As much as 70 percent of a person's health is determined by social or environmental factors, he said. But despite near-ubiquity of EHRs, that crucial information is still not being logged to help guide care and treatment plans.

"When we talk about the social determinants of health, a lot of it start with the EHR, and making sure that a lot of that information is surveyed by clinicians."

Bakhru cited a study that showed that 50 percent of the information relayed from the patient to the physician during outpatient encounters was not logged in the EHR.

The question, then, is how to harness precision medicine tools that can make social determinants of health a core focus. That won't happen without more robust connectivity – especially for those underserved populations that need it most.

"I think the number one issue you're going to see in the next 10 years is access to bandwidth," he said. "This is going to be our major challenge."

But there's reason for optimism, said Bakhru, who sees office visits increasingly supplanted by telemedicine, which has new momentum: recent policy shifts to bring down barriers to access to telehealth "are miraculous," he said, "the changes to state laws are incredible."

[Also: Why legal challenges could slow down precision medicine]

From there, he sees evolution toward a "new class of care" which will harness all aspects of precision medicine, genetic and social, making the most of mobile apps, connected health tools, patient engagement strategies and more.

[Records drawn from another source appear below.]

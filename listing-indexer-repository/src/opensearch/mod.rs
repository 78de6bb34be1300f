//! OpenSearch implementation of the listing index provider.
//!
//! This module provides a concrete implementation of `ListingIndexProvider`
//! using OpenSearch as the backend.

mod client;
mod index_config;
mod queries;

pub use client::OpenSearchClient;
pub use index_config::{get_index_settings, IndexConfig, DEFAULT_INDEX_NAME};
pub use queries::build_search_query;
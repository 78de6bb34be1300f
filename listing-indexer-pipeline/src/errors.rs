//! Error types for the listing indexer pipeline.

use listing_indexer_repository::StoreError;
use thiserror::Error;

/// Errors that can occur in the listing indexer pipeline.
#[derive(Error, Debug)]
pub enum PipelineError {
    /// The listing store could not serve the request.
    #[error(transparent)]
    Store(#[from] StoreError),

    /// Kafka-related error.
    #[error("Kafka error: {0}")]
    KafkaError(String),

    /// Error parsing or decoding an inbound message.
    #[error("Parse error: {0}")]
    ParseError(String),

    /// Channel communication error.
    #[error("Channel error: {0}")]
    ChannelError(String),

    /// Invalid pipeline configuration.
    #[error("Validation error: {0}")]
    ValidationError(String),
}

impl PipelineError {
    /// Create a Kafka error.
    pub fn kafka(msg: impl Into<String>) -> Self {
        Self::KafkaError(msg.into())
    }

    /// Create a parse error.
    pub fn parse(msg: impl Into<String>) -> Self {
        Self::ParseError(msg.into())
    }

    /// Create a channel error.
    pub fn channel(msg: impl Into<String>) -> Self {
        Self::ChannelError(msg.into())
    }

    /// Create a validation error.
    pub fn validation(msg: impl Into<String>) -> Self {
        Self::ValidationError(msg.into())
    }

    /// Whether the error means the listing service is degraded rather than
    /// the request being bad.
    pub fn is_service_failure(&self) -> bool {
        matches!(self, Self::Store(_))
    }
}

impl From<rdkafka::error::KafkaError> for PipelineError {
    fn from(err: rdkafka::error::KafkaError) -> Self {
        Self::KafkaError(err.to_string())
    }
}
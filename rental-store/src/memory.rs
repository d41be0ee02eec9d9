use async_trait::async_trait;
use rental_catalog::{sort_tariffs, NewPrice, Price, Product};
use rental_core::repository::{
    CompanyRepository, OfferRepository, OfferUpdate, ProductRepository, ReservationChange, ReservationRepository,
};
use rental_core::{
    Company, CompanyWithPoints, CoreError, CoreResult, NewCompany, NewRentalPoint, RentalPoint, RentalPointSummary,
};
use rental_offer::{
    general_rating, BoardOffer, NewOffer, NewRating, Offer, OfferDetail, OfferFilter, OfferLabels, OfferPatch, Rating,
};
use rental_reservation::{lifecycle, NewReservation, Reservation, StatusUpdate};
use std::collections::HashMap;
use tokio::sync::Mutex;
use uuid::Uuid;

#[derive(Default)]
struct State {
    companies: HashMap<Uuid, Company>,
    rental_points: HashMap<Uuid, RentalPoint>,
    products: HashMap<Uuid, Product>,
    offers: HashMap<Uuid, Offer>,
    prices: Vec<Price>,
    ratings: Vec<Rating>,
    reservations: HashMap<Uuid, Reservation>,
}

impl State {
    fn require_offer(&self, id: Uuid) -> CoreResult<&Offer> {
        self.offers.get(&id).ok_or_else(|| CoreError::not_found("offer", id))
    }

    fn check_offer_refs(&self, rental_point_id: Uuid, product_id: Option<Uuid>) -> CoreResult<()> {
        if !self.rental_points.contains_key(&rental_point_id) {
            return Err(CoreError::not_found("rental point", rental_point_id));
        }
        if let Some(product_id) = product_id {
            if !self.products.contains_key(&product_id) {
                return Err(CoreError::not_found("product", product_id));
            }
        }
        Ok(())
    }

    fn company_with_points(&self, company: &Company) -> CompanyWithPoints {
        let mut rental_points: Vec<RentalPoint> = self
            .rental_points
            .values()
            .filter(|p| p.company_id == company.id)
            .cloned()
            .collect();
        rental_points.sort_by(|a, b| a.address.address.cmp(&b.address.address));

        CompanyWithPoints { company: company.clone(), rental_points }
    }

    fn point_summary(&self, point: &RentalPoint) -> RentalPointSummary {
        let marks = self.ratings.iter().filter_map(|r| {
            self.offers
                .get(&r.offer_id)
                .filter(|o| o.rental_point_id == point.id)
                .map(|_| r.mark)
        });

        RentalPointSummary { point: point.clone(), general_rating: general_rating(marks) }
    }

    fn offer_detail(&self, offer: &Offer) -> OfferDetail {
        let product = offer.product_id.and_then(|id| self.products.get(&id));

        let mut prices: Vec<Price> = self.prices.iter().filter(|p| p.offer_id == offer.id).cloned().collect();
        sort_tariffs(&mut prices);
        let ratings: Vec<Rating> = self.ratings.iter().filter(|r| r.offer_id == offer.id).cloned().collect();

        OfferDetail {
            offer: offer.clone(),
            product: product.map(|p| p.name.clone()),
            category: product.and_then(|p| p.category.clone()),
            general_rating: general_rating(ratings.iter().map(|r| r.mark)),
            prices,
            ratings,
        }
    }

    fn labels(&self, offer: &Offer) -> OfferLabels<'_> {
        let point = self.rental_points.get(&offer.rental_point_id);
        OfferLabels {
            category: offer
                .product_id
                .and_then(|id| self.products.get(&id))
                .and_then(|p| p.category.as_deref()),
            city: point.and_then(|p| p.address.city.as_deref()),
            company: point
                .and_then(|p| self.companies.get(&p.company_id))
                .map(|c| c.name.as_str()),
        }
    }

    /// Offers newest first, ties broken by id.
    fn sorted_offers<'a>(&'a self, keep: impl Fn(&Offer) -> bool) -> Vec<&'a Offer> {
        let mut offers: Vec<&Offer> = self.offers.values().filter(|o| keep(*o)).collect();
        offers.sort_by(|a, b| b.created_at.cmp(&a.created_at).then(a.id.cmp(&b.id)));
        offers
    }
}

fn newest_first(mut reservations: Vec<Reservation>) -> Vec<Reservation> {
    reservations.sort_by(|a, b| b.created_at.cmp(&a.created_at).then(a.id.cmp(&b.id)));
    reservations
}

/// Process-local store behind a single mutex. Every operation, including a
/// reservation transition and its stock adjustment, runs under that lock.
#[derive(Default)]
pub struct InMemoryStore {
    state: Mutex<State>,
}

impl InMemoryStore {
    pub fn new() -> Self {
        Self::default()
    }

    /// Products are reference data with no write API.
    pub async fn seed_product(&self, product: Product) -> Product {
        let mut state = self.state.lock().await;
        state.products.insert(product.id, product.clone());
        product
    }
}

#[async_trait]
impl CompanyRepository for InMemoryStore {
    async fn create_company(&self, user_id: Uuid, company: NewCompany) -> CoreResult<Company> {
        company.validate()?;
        let mut state = self.state.lock().await;

        if state.companies.values().any(|c| c.user_id == user_id) {
            return Err(CoreError::Conflict("user already owns a company".into()));
        }

        let company = company.into_company(user_id);
        state.companies.insert(company.id, company.clone());
        Ok(company)
    }

    async fn get_company(&self, id: Uuid) -> CoreResult<Option<CompanyWithPoints>> {
        let state = self.state.lock().await;
        Ok(state.companies.get(&id).map(|c| state.company_with_points(c)))
    }

    async fn company_for_user(&self, user_id: Uuid) -> CoreResult<Option<CompanyWithPoints>> {
        let state = self.state.lock().await;
        Ok(state
            .companies
            .values()
            .find(|c| c.user_id == user_id)
            .map(|c| state.company_with_points(c)))
    }

    async fn list_companies(&self) -> CoreResult<Vec<CompanyWithPoints>> {
        let state = self.state.lock().await;
        let mut companies: Vec<CompanyWithPoints> =
            state.companies.values().map(|c| state.company_with_points(c)).collect();
        companies.sort_by(|a, b| a.company.name.cmp(&b.company.name));
        Ok(companies)
    }

    async fn create_rental_point(&self, company_id: Uuid, point: NewRentalPoint) -> CoreResult<RentalPoint> {
        point.validate()?;
        let mut state = self.state.lock().await;

        if !state.companies.contains_key(&company_id) {
            return Err(CoreError::not_found("company", company_id));
        }

        let point = point.into_rental_point(company_id);
        state.rental_points.insert(point.id, point.clone());
        Ok(point)
    }

    async fn list_rental_points(&self, company_id: Option<Uuid>) -> CoreResult<Vec<RentalPointSummary>> {
        let state = self.state.lock().await;
        let mut points: Vec<RentalPointSummary> = state
            .rental_points
            .values()
            .filter(|p| company_id.map_or(true, |id| p.company_id == id))
            .map(|p| state.point_summary(p))
            .collect();
        points.sort_by(|a, b| a.point.address.address.cmp(&b.point.address.address));
        Ok(points)
    }

    async fn get_rental_point(&self, id: Uuid) -> CoreResult<Option<RentalPointSummary>> {
        let state = self.state.lock().await;
        Ok(state.rental_points.get(&id).map(|p| state.point_summary(p)))
    }
}

#[async_trait]
impl ProductRepository for InMemoryStore {
    async fn list_products(&self) -> CoreResult<Vec<Product>> {
        let state = self.state.lock().await;
        let mut products: Vec<Product> = state.products.values().cloned().collect();
        products.sort_by(|a, b| a.name.cmp(&b.name));
        Ok(products)
    }

    async fn get_product(&self, id: Uuid) -> CoreResult<Option<Product>> {
        Ok(self.state.lock().await.products.get(&id).cloned())
    }
}

#[async_trait]
impl OfferRepository for InMemoryStore {
    async fn create_offer(&self, offer: NewOffer) -> CoreResult<Offer> {
        offer.validate()?;
        let mut state = self.state.lock().await;
        state.check_offer_refs(offer.rental_point_id, offer.product_id)?;

        let offer = offer.into_offer();
        state.offers.insert(offer.id, offer.clone());
        Ok(offer)
    }

    async fn update_offer(&self, id: Uuid, patch: OfferPatch) -> CoreResult<OfferUpdate> {
        patch.validate()?;
        let mut state = self.state.lock().await;

        let mut offer = state.require_offer(id)?.clone();
        let previous_count = offer.count;
        patch.apply(&mut offer);
        state.check_offer_refs(offer.rental_point_id, offer.product_id)?;

        state.offers.insert(id, offer.clone());
        Ok(OfferUpdate { offer, previous_count })
    }

    async fn delete_offer(&self, id: Uuid) -> CoreResult<()> {
        let mut state = self.state.lock().await;
        if state.offers.remove(&id).is_none() {
            return Err(CoreError::not_found("offer", id));
        }

        state.prices.retain(|p| p.offer_id != id);
        state.ratings.retain(|r| r.offer_id != id);
        state.reservations.retain(|_, r| r.offer_id != id);
        Ok(())
    }

    async fn get_offer(&self, id: Uuid) -> CoreResult<Option<OfferDetail>> {
        let state = self.state.lock().await;
        Ok(state.offers.get(&id).map(|o| state.offer_detail(o)))
    }

    async fn list_offers(&self, filter: &OfferFilter) -> CoreResult<Vec<OfferDetail>> {
        let state = self.state.lock().await;
        Ok(state
            .sorted_offers(|o| filter.matches(&state.labels(o)))
            .into_iter()
            .map(|o| state.offer_detail(o))
            .collect())
    }

    async fn list_rental_point_offers(&self, rental_point_id: Uuid) -> CoreResult<Vec<OfferDetail>> {
        let state = self.state.lock().await;
        Ok(state
            .sorted_offers(|o| o.rental_point_id == rental_point_id)
            .into_iter()
            .map(|o| state.offer_detail(o))
            .collect())
    }

    async fn board_offers(&self) -> CoreResult<Vec<BoardOffer>> {
        let state = self.state.lock().await;
        Ok(state
            .sorted_offers(|o| o.is_active)
            .into_iter()
            .map(|o| {
                let address = state
                    .rental_points
                    .get(&o.rental_point_id)
                    .map(|p| p.address.to_string())
                    .unwrap_or_default();
                BoardOffer::new(o, address)
            })
            .collect())
    }

    async fn add_price(&self, offer_id: Uuid, price: NewPrice) -> CoreResult<Price> {
        price.validate()?;
        let mut state = self.state.lock().await;
        state.require_offer(offer_id)?;

        let price = price.into_price(offer_id);
        state.prices.push(price.clone());
        Ok(price)
    }

    async fn list_prices(&self, offer_id: Uuid) -> CoreResult<Vec<Price>> {
        let state = self.state.lock().await;
        Ok(state.offer_detail(state.require_offer(offer_id)?).prices)
    }

    async fn add_rating(&self, offer_id: Uuid, user_id: Uuid, rating: NewRating) -> CoreResult<Rating> {
        rating.validate()?;
        let mut state = self.state.lock().await;
        state.require_offer(offer_id)?;

        let rating = rating.into_rating(offer_id, user_id);
        state.ratings.push(rating.clone());
        Ok(rating)
    }

    async fn list_ratings(&self, offer_id: Uuid) -> CoreResult<Vec<Rating>> {
        let state = self.state.lock().await;
        state.require_offer(offer_id)?;
        Ok(state.ratings.iter().filter(|r| r.offer_id == offer_id).cloned().collect())
    }
}

#[async_trait]
impl ReservationRepository for InMemoryStore {
    async fn create_reservation(
        &self,
        offer_id: Uuid,
        user_id: Uuid,
        reservation: NewReservation,
    ) -> CoreResult<Reservation> {
        reservation.validate()?;
        let mut state = self.state.lock().await;
        state.require_offer(offer_id)?;

        let reservation = reservation.into_reservation(offer_id, user_id);
        state.reservations.insert(reservation.id, reservation.clone());
        Ok(reservation)
    }

    async fn get_reservation(&self, id: Uuid) -> CoreResult<Option<Reservation>> {
        Ok(self.state.lock().await.reservations.get(&id).cloned())
    }

    async fn list_offer_reservations(&self, offer_id: Uuid) -> CoreResult<Vec<Reservation>> {
        let state = self.state.lock().await;
        Ok(newest_first(
            state.reservations.values().filter(|r| r.offer_id == offer_id).cloned().collect(),
        ))
    }

    async fn list_rental_point_reservations(&self, rental_point_id: Uuid) -> CoreResult<Vec<Reservation>> {
        let state = self.state.lock().await;
        Ok(newest_first(
            state
                .reservations
                .values()
                .filter(|r| {
                    state
                        .offers
                        .get(&r.offer_id)
                        .is_some_and(|o| o.rental_point_id == rental_point_id)
                })
                .cloned()
                .collect(),
        ))
    }

    async fn update_status(&self, id: Uuid, update: StatusUpdate) -> CoreResult<ReservationChange> {
        let mut guard = self.state.lock().await;
        let state = &mut *guard;

        let reservation = state
            .reservations
            .get_mut(&id)
            .ok_or_else(|| CoreError::not_found("reservation", id))?;
        let offer = state
            .offers
            .get_mut(&reservation.offer_id)
            .ok_or_else(|| CoreError::not_found("offer", reservation.offer_id))?;

        // `apply` writes both or neither.
        let transition = lifecycle::apply(reservation, &mut offer.count, &update)?;

        Ok(ReservationChange { reservation: reservation.clone(), transition })
    }
}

Along the way, it's key to keep an open mind, he said.

"As we think about precision medicine, we're trying to find what works for each individual patient," said Bakhru. And as providers and tech developers work to learn what social determinants are most applicable to each of those patients – how to learn from them and how to better incorporate them into care plans – a spirit of experimentation is essential.

"If we all do things the same way we may never actually get there," he said. "You can't establish best practices if you haven't tried 1,000 different ways."